今年の絵の出来映えは、あまり感心できません。しかし、その方が素人ぽっくて、逆に、いいかもしれないと思い、描き直しなしの一発勝負で、少々、雑な絵になりましが、勘弁して下さい。12月になったら、宛名書きを始めます。宛名を書きながら、「あ〜、○○さん、どうしているかな?」と感慨に耽るのも、年末の恒例ですね。

森沢明夫さんの小説を読むのは3冊目。

「あなたへ」は、高倉健の最後の主演映画の原作本。「虹の岬の喫茶店」は、吉永小百合の主演映画の原作本。いずれも、何度か、まぶたを熱くする・・・いやいや、電車の中でも、涙が頬を伝うほどの「泣かせ小説」です。

余談ですが、「泣かせ小説」といえば、NO1、「妻と私」江藤淳、NO2、「もう、君はいないのか」城山三郎。いずれも、妻に先立たれた作家の実話ですが、こいつは、泣けますね。まだ、読んでない方は、是非、読んでみて下さい。読むときは、涙と鼻水で、ぐちゃぐちゃになるので、ティシュを横に置いておくこと。

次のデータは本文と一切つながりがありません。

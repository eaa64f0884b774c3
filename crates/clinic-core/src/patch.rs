//! Serde support for partial updates.

use serde::{Deserialize, Deserializer};

/// Deserialise a field that distinguishes "absent" from `null`.
///
/// Pair with `#[serde(default)]`: a missing key stays `None`, an explicit
/// `null` becomes `Some(None)`, and a value becomes `Some(Some(v))`.
pub(crate) fn nullable<'de, T, D>(deserializer: D) -> Result<Option<Option<T>>, D::Error>
where
  T: Deserialize<'de>,
  D: Deserializer<'de>,
{
  Option::<T>::deserialize(deserializer).map(Some)
}
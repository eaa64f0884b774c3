//! ETag computation for rendered documents.

use sha2::{Digest, Sha256};

/// Quoted SHA-256 hex digest of `bytes`.
pub fn compute_etag(bytes: &[u8]) -> String {
  let hash = Sha256::digest(bytes);
  format!("\"{}\"", hex::encode(hash))
}

#[cfg(test)]
mod tests {
  use super::*;

  #[test]
  fn same_bytes_same_etag() {
    assert_eq!(compute_etag(b"invoice"), compute_etag(b"invoice"));
    assert_ne!(compute_etag(b"invoice"), compute_etag(b"invoice "));
  }

  #[test]
  fn etag_is_quoted_hex() {
    let etag = compute_etag(b"");
    assert_eq!(
      etag,
      "\"e3b0c44298fc1c149afbf4c8996fb92427ae41e4649b934ca495991b7852b855\""
    );
  }
}
//! Handlers for `/hearing-aids` endpoints.
//!
//! | Method | Path | Notes |
//! |--------|------|-------|
//! | `GET`  | `/hearing-aids` | Whole catalog |
//! | `GET`  | `/hearing-aids/recommend/:customer_id` | 404 if the customer is missing |

use axum::{
  Json,
  extract::State,
};
use clinic_core::{product::Product, recommend::recommend, store::ClinicStore};
use uuid::Uuid;

use crate::{AppState, error::{ApiError, ApiPath}};

/// `GET /hearing-aids`
pub async fn list<S: ClinicStore>(
  State(state): State<AppState<S>>,
) -> Result<Json<Vec<Product>>, ApiError> {
  let products = state.store.list_products().await.map_err(ApiError::from_store)?;
  Ok(Json(products))
}

/// `GET /hearing-aids/recommend/:customer_id`
pub async fn recommend_for<S: ClinicStore>(
  State(state): State<AppState<S>>,
  ApiPath(customer_id): ApiPath<Uuid>,
) -> Result<Json<Vec<Product>>, ApiError> {
  let customer = state
    .store
    .get_customer(customer_id)
    .await
    .map_err(ApiError::from_store)?
    .ok_or_else(|| ApiError::NotFound(format!("customer {customer_id}")))?;
  let catalog = state.store.list_products().await.map_err(ApiError::from_store)?;
  Ok(Json(recommend(&customer, &catalog)))
}
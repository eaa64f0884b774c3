//! Clinic dashboard summary, computed from the order and customer lists.

use rust_decimal::Decimal;
use serde::{Deserialize, Serialize};

use crate::{customer::Customer, order::OrderDetails};

/// How many recent orders and customers the dashboard shows.
pub const RECENT_LIMIT: usize = 5;

#[derive(Debug, Clone, PartialEq, Serialize, Deserialize)]
pub struct DashboardStats {
  pub total_orders:     usize,
  pub total_customers:  usize,
  /// Orders not yet fitted.
  pub pending_orders:   usize,
  pub completed_orders: usize,
  /// Sum of final amounts over all orders.
  pub revenue:          Decimal,
}

#[derive(Debug, Clone, PartialEq, Serialize, Deserialize)]
pub struct DashboardSummary {
  pub stats:            DashboardStats,
  /// Newest first.
  pub recent_orders:    Vec<OrderDetails>,
  /// Newest first.
  pub recent_customers: Vec<Customer>,
}

impl DashboardSummary {
  /// Summarise `orders` and `customers`, both given in creation order.
  pub fn build(orders: Vec<OrderDetails>, customers: Vec<Customer>) -> Self {
    let completed_orders = orders.iter().filter(|o| o.order.status.is_completed()).count();
    let stats = DashboardStats {
      total_orders: orders.len(),
      total_customers: customers.len(),
      pending_orders: orders.len() - completed_orders,
      completed_orders,
      revenue: orders.iter().map(|o| o.order.final_amount).sum(),
    };

    Self {
      stats,
      recent_orders: orders.into_iter().rev().take(RECENT_LIMIT).collect(),
      recent_customers: customers.into_iter().rev().take(RECENT_LIMIT).collect(),
    }
  }
}

#[cfg(test)]
mod tests {
  use chrono::Utc;
  use uuid::Uuid;

  use super::*;
  use crate::{
    customer::HearingLossLevel,
    order::{Order, OrderStatus},
  };

  fn customer(n: usize) -> Customer {
    Customer {
      customer_id:        Uuid::new_v4(),
      first_name:         format!("C{n}"),
      last_name:          String::new(),
      email:              format!("c{n}@example.com"),
      phone:              None,
      address:            None,
      hearing_loss_level: HearingLossLevel::Mild,
      budget:             Decimal::ZERO,
      has_insurance:      false,
      created_at:         Utc::now(),
    }
  }

  fn order(customer: &Customer, status: OrderStatus, final_amount: i64) -> OrderDetails {
    OrderDetails {
      order:    Order {
        order_id:           Uuid::new_v4(),
        customer_id:        customer.customer_id,
        status,
        total_amount:       Decimal::from(final_amount),
        insurance_discount: Decimal::ZERO,
        final_amount:       Decimal::from(final_amount),
        delivery_date:      None,
        tracking_number:    None,
        notes:              None,
        created_at:         Utc::now(),
      },
      customer: customer.clone(),
      items:    vec![],
    }
  }

  #[test]
  fn counts_and_revenue() {
    let customers: Vec<_> = (0..7).map(customer).collect();
    let orders = vec![
      order(&customers[0], OrderStatus::Ordered, 100),
      order(&customers[1], OrderStatus::Fitted, 250),
      order(&customers[2], OrderStatus::Shipped, 50),
    ];
    let summary = DashboardSummary::build(orders, customers);

    assert_eq!(summary.stats.total_orders, 3);
    assert_eq!(summary.stats.total_customers, 7);
    assert_eq!(summary.stats.pending_orders, 2);
    assert_eq!(summary.stats.completed_orders, 1);
    assert_eq!(summary.stats.revenue, Decimal::from(400));

    assert_eq!(summary.recent_customers.len(), RECENT_LIMIT);
    assert_eq!(summary.recent_customers[0].first_name, "C6");
    assert_eq!(summary.recent_orders[0].order.final_amount, Decimal::from(50));
  }

  #[test]
  fn empty_store_summary() {
    let summary = DashboardSummary::build(vec![], vec![]);
    assert_eq!(summary.stats.total_orders, 0);
    assert_eq!(summary.stats.revenue, Decimal::ZERO);
    assert!(summary.recent_orders.is_empty());
  }
}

『薄闇のなか、三百六十度、ぼくと夏美は緑色に明滅する光に囲まれていたのだ。清涼な川風と、心地よいせせらぎの音、森と水の清々しくも甘い匂い。
そして、蛍、蛍、蛍。
「すげえなぁ・・・・」
「信じられないよ、これ。夢みたい」
ぼくは目の前にふわふわと飛んできた蛍をそっとつかまえた。包み込んだ両手の指の隙間から緑色のやわらかな光がじんわりと漏れる。』

ぼく(写真家志望の大学生、相羽慎吾)と彼女の夏美は、卒業制作のモチーフ探しに出かけた山里で「たけ屋」という古びたよろず屋を見つけました。「たけ屋」は、ヤスばあちゃんと身体の不自由な地蔵さんの母子2人ぐらしでした。
ぼくと夏美は、夏休みをこの「たけ屋」で暮らすことになり、山里の自然を楽しみます。地蔵さんからは、川遊びなど山里のおもしろさを教えてもらいます。ヤスばあちゃんには、山菜料理などの田舎料理を教えてもらいます。そして、ぼくは、「たけ屋」で暮らす日々をモチーフにして、シャッターを切りまくります。

『つい半月前まで、鮮やかな紅や黄色で山里を彩っていた山々は、すでに色彩を失っていた。
足元の草花たちも、みな一斉に枯れてしまった。
春から秋にかけてあれほどまでに謳歌していた無数の生命たちも、冬という季節の圧力に負けて、まとめて地中へと押し込まれてしまったようで、ただでさえ淋しかった山里が、いっそう閑散としてしまった気がした。
しかも、冬の夕暮れは無慈悲なまでに早かった。』

地蔵さんの突然の死。あんなに楽しかった日々が、暮色を帯びてきます。一人っきりになったヤスばあちゃんは、みるみる小さくなっていくのです。